BERLIN/DUESSELDORF (Reuters) - Europe’s highest court has ruled Germany’s floor on retail prescription drug prices violates free trade in the single market, potentially opening the door to competition from foreign mail-order outlets.
Patients covered by Germany’s statutory medical insurers pay a certain proportion of drug expenses from their own pockets, and Dutch-based mail-order pharmacies have in the past offered to return some of that money, using their non-German domicile to get around minimum prices.
Such offers were mainly used by chronically ill patients - and fiercely attacked by Germany’s powerful pharmacy lobby - until the practice was blocked by Germany’s highest court in 2014 after years of legal wrangling.
Germany’s strict rules on prices as well as wholesale and retail margins for prescription drugs aim to ensure that brick-and-mortar pharmacies stay in business in rural areas, keeping essential drugs available across the country.
In Wednesday’s ruling, however, the European Court of Justice said that it was not convinced that setting fixed prices served that purpose.
On the contrary, it said that price competition may be more likely to encourage the addition of new pharmacies in regions where there are few of them.
Dutch online pharmacy DocMorris called it “a good day for patients” but German pharmaceutical wholesale group Sanacorp and the Federal Union of German Associations of Pharmacists, ABDA, condemned the decision.
A Sanacorp spokesman said it would lead to unfairness in how domestic and foreign pharmacies were treated and put patients without Internet access at a disadvantage. “Granny Erna will have to pick up the tab at the end of the day,” he said.
An ABDA spokesman said: “It can’t be that foreign suppliers cherry-pick and we get the leftovers in the regions.
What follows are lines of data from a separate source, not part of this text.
// SPDX-License-Identifier: MIT
// SPDX-FileCopyrightText: 2026 ® John Hauger Mitander <john@oxidity.com>

//! Per-feature action pipelines: validate, check preconditions, submit,
//! confirm, decode, refresh. Each action kind holds its own lock; kinds never
//! wait on each other.

pub mod approve;
pub mod dice;
pub mod lotto;
pub mod swap;

use crate::domain::error::ActionError;
use crate::domain::model::{ActionKind, ContractId, Outcome};
use crate::infrastructure::data::contracts::IVinToken;
use crate::network::provider::ReceiptSummary;
use crate::services::binding::ContractBinding;
use crate::services::cache::BalanceCache;
use crate::services::session::SessionManager;
use alloy::primitives::{Address, Bytes, TxHash, U256};
use dashmap::DashSet;
use std::sync::{Arc, Mutex};
use tokio::sync::{broadcast, watch};

pub use lotto::LottoDraft;

/// Progress of one action, published for the presentation layer.
#[derive(Debug, Clone, PartialEq, Eq)]
pub enum ActionStage {
    AwaitingSignature,
    Submitted(TxHash),
    Confirmed(TxHash),
    ConfirmedUnknown(TxHash),
    Failed(ActionError),
}

#[derive(Debug, Clone, PartialEq, Eq)]
pub struct ActionEvent {
    pub kind: ActionKind,
    pub stage: ActionStage,
}

#[derive(Default)]
pub struct ActionLocks {
    held: DashSet<ActionKind>,
}

impl ActionLocks {
    /// `None` while another action of the same kind is outstanding.
    pub fn try_acquire(&self, kind: ActionKind) -> Option<LockGuard<'_>> {
        if self.held.insert(kind) {
            Some(LockGuard { locks: self, kind })
        } else {
            None
        }
    }

    pub fn is_held(&self, kind: ActionKind) -> bool {
        self.held.contains(&kind)
    }
}

pub struct LockGuard<'a> {
    locks: &'a ActionLocks,
    kind: ActionKind,
}

impl Drop for LockGuard<'_> {
    fn drop(&mut self) {
        self.locks.held.remove(&self.kind);
    }
}

/// Engages the rolling flag; clears it on every exit path.
pub(crate) struct RollingGuard<'a>(&'a watch::Sender<bool>);

impl<'a> RollingGuard<'a> {
    fn engage(flag: &'a watch::Sender<bool>) -> Self {
        flag.send_replace(true);
        Self(flag)
    }
}

impl Drop for RollingGuard<'_> {
    fn drop(&mut self) {
        self.0.send_replace(false);
    }
}

pub struct Coordinator {
    session: Arc<SessionManager>,
    cache: Arc<BalanceCache>,
    locks: ActionLocks,
    events: broadcast::Sender<ActionEvent>,
    rolling: watch::Sender<bool>,
    draft: Mutex<LottoDraft>,
}

impl Coordinator {
    pub fn new(session: Arc<SessionManager>, cache: Arc<BalanceCache>) -> Self {
        let (events, _) = broadcast::channel(64);
        let (rolling, _) = watch::channel(false);
        Self {
            session,
            cache,
            locks: ActionLocks::default(),
            events,
            rolling,
            draft: Mutex::new(LottoDraft::default()),
        }
    }

    pub fn session(&self) -> &Arc<SessionManager> {
        &self.session
    }

    pub fn cache(&self) -> &Arc<BalanceCache> {
        &self.cache
    }

    pub fn subscribe(&self) -> broadcast::Receiver<ActionEvent> {
        self.events.subscribe()
    }

    /// True while a dice play is between submission and decode.
    pub fn rolling(&self) -> watch::Receiver<bool> {
        self.rolling.subscribe()
    }

    pub fn is_busy(&self, kind: ActionKind) -> bool {
        self.locks.is_held(kind)
    }

    fn emit(&self, kind: ActionKind, stage: ActionStage) {
        let _ = self.events.send(ActionEvent { kind, stage });
    }

    /// Reuse an existing session, else try silently, else prompt.
    async fn ensure_session(&self) -> Result<Address, ActionError> {
        self.session.ensure_connected().await
    }

    async fn allowance(&self, owner: Address, spender: ContractId) -> Result<U256, ActionError> {
        let spender = self.session.deployment().address_of(spender);
        self.session
            .binding(ContractId::Token)
            .read(&IVinToken::allowanceCall { owner, spender })
            .await
    }

    /// Fail with `ApprovalRequired` unless `spender` may pull `required`.
    async fn require_allowance(
        &self,
        owner: Address,
        spender: ContractId,
        required: U256,
    ) -> Result<(), ActionError> {
        let allowance = self.allowance(owner, spender).await?;
        if allowance < required {
            tracing::info!(
                target: "session",
                spender = %spender,
                %required,
                %allowance,
                "Approval required"
            );
            return Err(ActionError::ApprovalRequired {
                spender,
                required,
                allowance,
            });
        }
        Ok(())
    }

    async fn send_and_confirm(
        &self,
        kind: ActionKind,
        binding: &ContractBinding,
        data: Bytes,
        value: Option<U256>,
    ) -> Result<ReceiptSummary, ActionError> {
        self.emit(kind, ActionStage::AwaitingSignature);
        let hash = binding.submit(data, value).await?;
        self.emit(kind, ActionStage::Submitted(hash));
        binding.confirm(hash).await
    }

    /// Publish the terminal stage and refresh balances after anything that
    /// reached the chain.
    async fn finish<T>(
        &self,
        kind: ActionKind,
        account: Option<Address>,
        result: &Result<Outcome<T>, ActionError>,
    ) {
        match result {
            Ok(Outcome::Confirmed { tx_hash, .. }) => {
                self.emit(kind, ActionStage::Confirmed(*tx_hash))
            }
            Ok(Outcome::ConfirmedUnknown { tx_hash }) => {
                self.emit(kind, ActionStage::ConfirmedUnknown(*tx_hash))
            }
            Ok(Outcome::Skipped(_)) => return,
            Err(e) => self.emit(kind, ActionStage::Failed(e.clone())),
        }
        let reached_chain = match result {
            Ok(_) => true,
            Err(e) => matches!(e, ActionError::ContractReverted { .. }),
        };
        if reached_chain {
            self.cache.refresh(account).await;
        }
    }
}
// SPDX-License-Identifier: MIT
// SPDX-FileCopyrightText: 2026 ® John Hauger Mitander <john@mitander.dev>

use crate::domain::constants::{
    CHAIN_MONAD, CHAIN_MONAD_NAME, COINGECKO_MONAD_USD, DEFAULT_PRICE_POLL_SECS,
    DEFAULT_RECEIPT_POLL_MS, MIN_PRICE_POLL_SECS, MIN_RECEIPT_POLL_MS, MONAD_EXPLORER,
    MONAD_PUBLIC_RPC, NATIVE_DECIMALS, NATIVE_SYMBOL, VIN_DICE, VIN_LOTTO, VIN_SWAP, VIN_TOKEN,
};
use crate::domain::error::AppError;
use crate::domain::model::NetworkParams;
use crate::infrastructure::data::contracts::{DiceProfile, LottoProfile};
use crate::network::local_wallet::{ConsentPolicy, LocalWallet};
use crate::services::session::Deployment;
use alloy::primitives::Address;
use config::{Config, Environment, File};
use serde::Deserialize;
use std::path::Path;
use std::str::FromStr;
use std::time::Duration;
use url::Url;

#[derive(Debug, Deserialize, Clone)]
pub struct GlobalSettings {
    // General
    #[serde(default = "default_debug")]
    pub debug: bool,
    #[serde(default = "default_log_level")]
    pub log_level: String,
    #[serde(default)]
    pub log_json: bool,

    // Network
    #[serde(default = "default_chain_id")]
    pub chain_id: u64,
    #[serde(default = "default_chain_name")]
    pub chain_name: String,
    #[serde(default = "default_rpc_url")]
    pub rpc_url: String,
    #[serde(default = "default_explorer_url")]
    pub explorer_url: Option<String>,

    // Deployment
    #[serde(default = "default_token_address")]
    pub token_address: String,
    #[serde(default = "default_swap_address")]
    pub swap_address: String,
    #[serde(default = "default_dice_address")]
    pub dice_address: String,
    #[serde(default = "default_lotto_address")]
    pub lotto_address: String,
    /// "roll_v2" or "legacy"
    #[serde(default = "default_dice_profile")]
    pub dice_profile: String,
    /// "flat_arrays" or "struct_bets"
    #[serde(default = "default_lotto_profile")]
    pub lotto_profile: String,

    // Wallet
    pub wallet_key: Option<String>,
    #[serde(default = "default_wallet_consent")]
    pub wallet_consent: String,
    /// Chain the local wallet starts on. Defaults to the target chain.
    pub wallet_chain_id: Option<u64>,
    pub wallet_rpc_url: Option<String>,
    #[serde(default = "default_true")]
    pub wallet_authorized: bool,

    // Polling
    #[serde(default = "default_receipt_poll_ms")]
    pub receipt_poll_ms: u64,
    #[serde(default = "default_price_url")]
    pub price_url: String,
    #[serde(default = "default_price_poll_secs")]
    pub price_poll_secs: u64,
}

fn default_debug() -> bool {
    false
}
fn default_true() -> bool {
    true
}
fn default_log_level() -> String {
    "info".to_string()
}
fn default_chain_id() -> u64 {
    CHAIN_MONAD
}
fn default_chain_name() -> String {
    CHAIN_MONAD_NAME.to_string()
}
fn default_rpc_url() -> String {
    MONAD_PUBLIC_RPC.to_string()
}
fn default_explorer_url() -> Option<String> {
    Some(MONAD_EXPLORER.to_string())
}
fn default_token_address() -> String {
    format!("{VIN_TOKEN:#x}")
}
fn default_swap_address() -> String {
    format!("{VIN_SWAP:#x}")
}
fn default_dice_address() -> String {
    format!("{VIN_DICE:#x}")
}
fn default_lotto_address() -> String {
    format!("{VIN_LOTTO:#x}")
}
fn default_dice_profile() -> String {
    DiceProfile::default().to_string()
}
fn default_lotto_profile() -> String {
    LottoProfile::default().to_string()
}
fn default_wallet_consent() -> String {
    ConsentPolicy::default().to_string()
}
fn default_receipt_poll_ms() -> u64 {
    DEFAULT_RECEIPT_POLL_MS
}
fn default_price_url() -> String {
    COINGECKO_MONAD_USD.to_string()
}
fn default_price_poll_secs() -> u64 {
    DEFAULT_PRICE_POLL_SECS
}

impl GlobalSettings {
    pub fn load_with_path(path: Option<&str>) -> Result<Self, AppError> {
        // Load .env file if it exists
        dotenvy::dotenv().ok();

        let mut builder = Config::builder();
        if let Some(selected_path) = resolve_config_path(path) {
            builder = builder.add_source(File::from(Path::new(&selected_path)).required(true));
        } else {
            builder = builder.add_source(File::with_name("config").required(false));
        }
        // Precedence: CLI (in main) > env/.env > config file.
        builder = builder.add_source(Environment::default());

        let settings: GlobalSettings = builder.build()?.try_deserialize()?;
        settings.validate()?;
        Ok(settings)
    }

    pub fn load() -> Result<Self, AppError> {
        Self::load_with_path(None)
    }

    /// Fails on the first malformed address, profile, URL or policy.
    pub fn validate(&self) -> Result<(), AppError> {
        self.deployment()?;
        self.consent()?;
        Url::parse(&self.price_url)
            .map_err(|e| AppError::Config(format!("Invalid price_url '{}': {}", self.price_url, e)))?;
        if let Some(url) = self.wallet_rpc_url.as_deref() {
            parse_url("wallet_rpc_url", url)?;
        }
        Ok(())
    }

    pub fn network_params(&self) -> Result<NetworkParams, AppError> {
        parse_url("rpc_url", &self.rpc_url)?;
        Ok(NetworkParams {
            chain_id: self.chain_id,
            name: self.chain_name.clone(),
            rpc_url: self.rpc_url.clone(),
            explorer_url: self
                .explorer_url
                .as_ref()
                .map(|s| s.trim().to_string())
                .filter(|s| !s.is_empty()),
            native_symbol: NATIVE_SYMBOL.to_string(),
            native_decimals: NATIVE_DECIMALS,
        })
    }

    pub fn deployment(&self) -> Result<Deployment, AppError> {
        Ok(Deployment {
            network: self.network_params()?,
            token: parse_address("token_address", &self.token_address)?,
            swap: parse_address("swap_address", &self.swap_address)?,
            dice: parse_address("dice_address", &self.dice_address)?,
            lotto: parse_address("lotto_address", &self.lotto_address)?,
            dice_profile: DiceProfile::from_str(&self.dice_profile).map_err(AppError::Config)?,
            lotto_profile: LottoProfile::from_str(&self.lotto_profile)
                .map_err(AppError::Config)?,
            receipt_poll: self.receipt_poll(),
        })
    }

    pub fn consent(&self) -> Result<ConsentPolicy, AppError> {
        ConsentPolicy::from_str(&self.wallet_consent)
    }

    pub fn receipt_poll(&self) -> Duration {
        Duration::from_millis(self.receipt_poll_ms.max(MIN_RECEIPT_POLL_MS))
    }

    pub fn price_poll(&self) -> Duration {
        Duration::from_secs(self.price_poll_secs.max(MIN_PRICE_POLL_SECS))
    }

    fn wallet_key_value(&self) -> Option<String> {
        std::env::var("WALLET_KEY")
            .ok()
            .map(|s| s.trim().to_string())
            .filter(|s| !s.is_empty())
            .or_else(|| {
                self.wallet_key
                    .as_ref()
                    .map(|s| s.trim().to_string())
                    .filter(|s| !s.is_empty())
            })
    }

    /// Local wallet built from `wallet_key`, or `None` when no key is set.
    pub fn local_wallet(&self) -> Result<Option<LocalWallet>, AppError> {
        let Some(key) = self.wallet_key_value() else {
            return Ok(None);
        };
        let chain_id = self.wallet_chain_id.unwrap_or(self.chain_id);
        let rpc_url = self.wallet_rpc_url.as_deref().unwrap_or(&self.rpc_url);
        let wallet = LocalWallet::from_key(&key, self.consent()?, chain_id, rpc_url)?
            .with_authorized(self.wallet_authorized);
        tracing::info!(
            target: "config",
            address = %wallet.address(),
            chain_id,
            consent = %self.wallet_consent,
            "Local wallet loaded"
        );
        Ok(Some(wallet))
    }
}

fn parse_address(field: &str, raw: &str) -> Result<Address, AppError> {
    Address::from_str(raw.trim()).map_err(|_| AppError::InvalidAddress(format!("{field} -> {raw}")))
}

fn parse_url(field: &str, raw: &str) -> Result<Url, AppError> {
    Url::parse(raw.trim()).map_err(|e| AppError::Config(format!("Invalid {field} '{raw}': {e}")))
}

fn resolve_config_path(path: Option<&str>) -> Option<String> {
    if let Some(path) = path {
        return Some(path.to_string());
    }
    ["config.toml", "config.yaml", "config.json"]
        .into_iter()
        .find(|p| Path::new(p).exists())
        .map(str::to_string)
}

#[cfg(test)]
mod tests {
    use super::*;
    use std::sync::{Mutex, MutexGuard, OnceLock};

    fn env_lock_guard() -> MutexGuard<'static, ()> {
        static LOCK: OnceLock<Mutex<()>> = OnceLock::new();
        LOCK.get_or_init(|| Mutex::new(()))
            .lock()
            .unwrap_or_else(|e| e.into_inner())
    }

    fn base_settings() -> GlobalSettings {
        GlobalSettings {
            debug: false,
            log_level: default_log_level(),
            log_json: false,
            chain_id: default_chain_id(),
            chain_name: default_chain_name(),
            rpc_url: default_rpc_url(),
            explorer_url: default_explorer_url(),
            token_address: default_token_address(),
            swap_address: default_swap_address(),
            dice_address: default_dice_address(),
            lotto_address: default_lotto_address(),
            dice_profile: default_dice_profile(),
            lotto_profile: default_lotto_profile(),
            wallet_key: None,
            wallet_consent: default_wallet_consent(),
            wallet_chain_id: None,
            wallet_rpc_url: None,
            wallet_authorized: true,
            receipt_poll_ms: default_receipt_poll_ms(),
            price_url: default_price_url(),
            price_poll_secs: default_price_poll_secs(),
        }
    }

    #[test]
    fn defaults_describe_the_monad_deployment() {
        let settings = base_settings();
        let deployment = settings.deployment().unwrap();
        assert_eq!(deployment, Deployment::default());
        assert!(settings.validate().is_ok());
    }

    #[test]
    fn bad_address_is_rejected() {
        let mut settings = base_settings();
        settings.dice_address = "0x1234".to_string();
        match settings.deployment() {
            Err(AppError::InvalidAddress(msg)) => assert!(msg.starts_with("dice_address")),
            other => panic!("Unexpected result: {other:?}"),
        }
    }

    #[test]
    fn unknown_profile_is_rejected() {
        let mut settings = base_settings();
        settings.lotto_profile = "pachinko".to_string();
        assert!(matches!(settings.deployment(), Err(AppError::Config(_))));
        settings.lotto_profile = "struct_bets".to_string();
        assert_eq!(
            settings.deployment().unwrap().lotto_profile,
            LottoProfile::StructBets
        );
    }

    #[test]
    fn poll_intervals_have_safe_floor() {
        let mut settings = base_settings();
        settings.receipt_poll_ms = 0;
        settings.price_poll_secs = 1;
        assert_eq!(settings.receipt_poll(), Duration::from_millis(MIN_RECEIPT_POLL_MS));
        assert_eq!(settings.price_poll(), Duration::from_secs(MIN_PRICE_POLL_SECS));
    }

    #[test]
    fn empty_explorer_is_dropped() {
        let mut settings = base_settings();
        settings.explorer_url = Some("  ".to_string());
        assert_eq!(settings.network_params().unwrap().explorer_url, None);
    }

    #[test]
    fn no_key_means_no_wallet() {
        let _env_lock = env_lock_guard();
        let old = std::env::var("WALLET_KEY").ok();
        unsafe { std::env::remove_var("WALLET_KEY") };

        let settings = base_settings();
        assert!(settings.local_wallet().unwrap().is_none());

        if let Some(v) = old {
            unsafe { std::env::set_var("WALLET_KEY", v) };
        }
    }

    #[test]
    fn bad_consent_policy_fails_validation() {
        let mut settings = base_settings();
        settings.wallet_consent = "maybe".to_string();
        assert!(settings.validate().is_err());
    }

    #[test]
    fn explicit_config_path_wins() {
        assert_eq!(
            resolve_config_path(Some("custom.toml")).as_deref(),
            Some("custom.toml")
        );
    }
}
That would be an unfortunate situation.”
A spokeswoman for drugmaker Bayer said the company was curious to see how German lawmakers would react.
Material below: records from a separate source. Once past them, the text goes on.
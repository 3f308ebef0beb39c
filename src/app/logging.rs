// SPDX-License-Identifier: MIT
// SPDX-FileCopyrightText: 2026 ® John Hauger Mitander <john@mitander.dev>

use std::str::FromStr;
use tracing_subscriber::{EnvFilter, fmt, prelude::*};

const QUIET_MODULES: &str =
    "h2=warn,hyper=warn,hyper_util=warn,reqwest=warn,alloy_transport_http=info,alloy_rpc_client=info";

/// Bare levels ("debug") get the quiet-module defaults appended; directive
/// strings (with ',' or '=') are used as-is.
pub fn filter_spec(log_level: &str) -> String {
    let normalized = log_level.trim();
    if normalized.is_empty() {
        return format!("info,{QUIET_MODULES}");
    }
    if normalized.contains(',') || normalized.contains('=') {
        normalized.to_string()
    } else {
        format!("{normalized},{QUIET_MODULES}")
    }
}

pub fn setup_logging(log_level: &str, json_format: bool) {
    let spec = filter_spec(log_level);
    let filter = EnvFilter::from_str(&spec).unwrap_or_else(|_| EnvFilter::new("info"));
    let subscriber = tracing_subscriber::registry().with(filter);

    // Logs go to stderr so command output on stdout stays clean.
    let result = if json_format {
        let json_layer = fmt::layer()
            .json()
            .with_writer(std::io::stderr)
            .with_target(true)
            .with_current_span(false);
        subscriber.with(json_layer).try_init()
    } else {
        let fmt_layer = fmt::layer()
            .with_writer(std::io::stderr)
            .with_target(true)
            .compact();
        subscriber.with(fmt_layer).try_init()
    };
    if result.is_err() {
        return;
    }

    let base = spec.split(',').next().unwrap_or("info");
    tracing::debug!(
        target: "config",
        base,
        format = if json_format { "json" } else { "compact" },
        "Logging initialized"
    );
}
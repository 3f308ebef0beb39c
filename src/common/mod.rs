// SPDX-License-Identifier: MIT
// SPDX-FileCopyrightText: 2026 ® John Hauger Mitander <john@mitander.dev>

pub mod parsing;
pub mod retry;
pub mod units;

// Shared aliases for frequently used modules.
pub use crate::app::logging as logger;
pub use crate::domain::constants;
pub use crate::domain::error;
// SPDX-License-Identifier: MIT
// SPDX-FileCopyrightText: 2026 ® John Hauger Mitander <john@oxidity.com>

use crate::domain::error::ActionError;
use crate::domain::model::ContractId;
use crate::infrastructure::data::contracts::ContractProfile;
use crate::network::provider::{ChainReader, ReceiptSummary};
use crate::network::revert::classify;
use crate::network::wallet::{TransactionParams, WalletProvider};
use alloy::primitives::{Address, Bytes, Log, TxHash, U256};
use alloy::sol_types::SolCall;
use serde_json::json;
use std::sync::Arc;
use std::time::Duration;
use tokio::time::sleep;

/// Signer side of a binding: the wallet plus the account it signs for.
#[derive(Clone)]
pub struct WriteHandle {
    pub wallet: Arc<dyn WalletProvider>,
    pub from: Address,
}

/// One logical contract. Reads always go through the public reader; writes
/// exist only while a session is connected on the target chain.
#[derive(Clone)]
pub struct ContractBinding {
    pub id: ContractId,
    pub address: Address,
    pub profile: ContractProfile,
    reader: Arc<dyn ChainReader>,
    writer: Option<WriteHandle>,
    poll: Duration,
}

impl ContractBinding {
    pub fn read_only(
        id: ContractId,
        address: Address,
        profile: ContractProfile,
        reader: Arc<dyn ChainReader>,
        poll: Duration,
    ) -> Self {
        Self {
            id,
            address,
            profile,
            reader,
            writer: None,
            poll,
        }
    }

    pub fn with_writer(mut self, wallet: Arc<dyn WalletProvider>, from: Address) -> Self {
        self.writer = Some(WriteHandle { wallet, from });
        self
    }

    pub fn is_writable(&self) -> bool {
        self.writer.is_some()
    }

    pub fn signer(&self) -> Option<Address> {
        self.writer.as_ref().map(|w| w.from)
    }

    pub async fn read<C: SolCall>(&self, call: &C) -> Result<C::Return, ActionError> {
        let out = self
            .reader
            .call(self.address, call.abi_encode().into())
            .await
            .map_err(|e| classify(&e))?;
        C::abi_decode_returns(&out).map_err(|e| {
            ActionError::Rpc(format!("{} returned malformed data: {}", self.id, e))
        })
    }

    pub async fn native_balance(&self, account: Address) -> Result<U256, ActionError> {
        self.reader
            .native_balance(account)
            .await
            .map_err(|e| classify(&e))
    }

    pub async fn submit_call<C: SolCall>(
        &self,
        call: &C,
        value: Option<U256>,
    ) -> Result<TxHash, ActionError> {
        self.submit(call.abi_encode().into(), value).await
    }

    /// Hand the transaction to the wallet; returns once it is broadcast.
    pub async fn submit(&self, data: Bytes, value: Option<U256>) -> Result<TxHash, ActionError> {
        let writer = self.writer.as_ref().ok_or(ActionError::NotConnected)?;
        let params = TransactionParams {
            from: writer.from,
            to: self.address,
            data: Some(data),
            value,
        };
        let resp = writer
            .wallet
            .request("eth_sendTransaction", json!([params]))
            .await
            .map_err(|e| classify(&e))?;
        serde_json::from_value::<TxHash>(resp)
            .map_err(|e| ActionError::Rpc(format!("wallet returned no tx hash: {}", e)))
    }

    /// Poll until the receipt exists. There is no client-side deadline; a
    /// mined failure is reported as a revert.
    pub async fn confirm(&self, hash: TxHash) -> Result<ReceiptSummary, ActionError> {
        loop {
            match self.reader.receipt(hash).await {
                Ok(Some(receipt)) if receipt.success => return Ok(receipt),
                Ok(Some(_)) => {
                    tracing::warn!(target: "session", tx_hash = %hash, contract = %self.id, "Transaction reverted");
                    return Err(ActionError::ContractReverted { reason: None });
                }
                Ok(None) => {}
                Err(e) => {
                    tracing::debug!(target: "session", tx_hash = %hash, error = %e, "Receipt poll failed");
                }
            }
            sleep(self.poll).await;
        }
    }

    /// Logs in `receipt` emitted by this contract.
    pub fn own_logs<'a>(&self, receipt: &'a ReceiptSummary) -> impl Iterator<Item = &'a Log> {
        let address = self.address;
        receipt.logs.iter().filter(move |l| l.address == address)
    }
}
The German health ministry said it would examine the ruling and its consequences, while a spokesman for Angela Merkel’s Christian Democrat parliamentary group said it would be worth considering a ban on the mail-order sale of German medicines.
Germany has a fragmented pharmacy market, with ownership of pharmacies restricted to certified dispensing chemists and the number of outlets in a drug retail chain limited to four.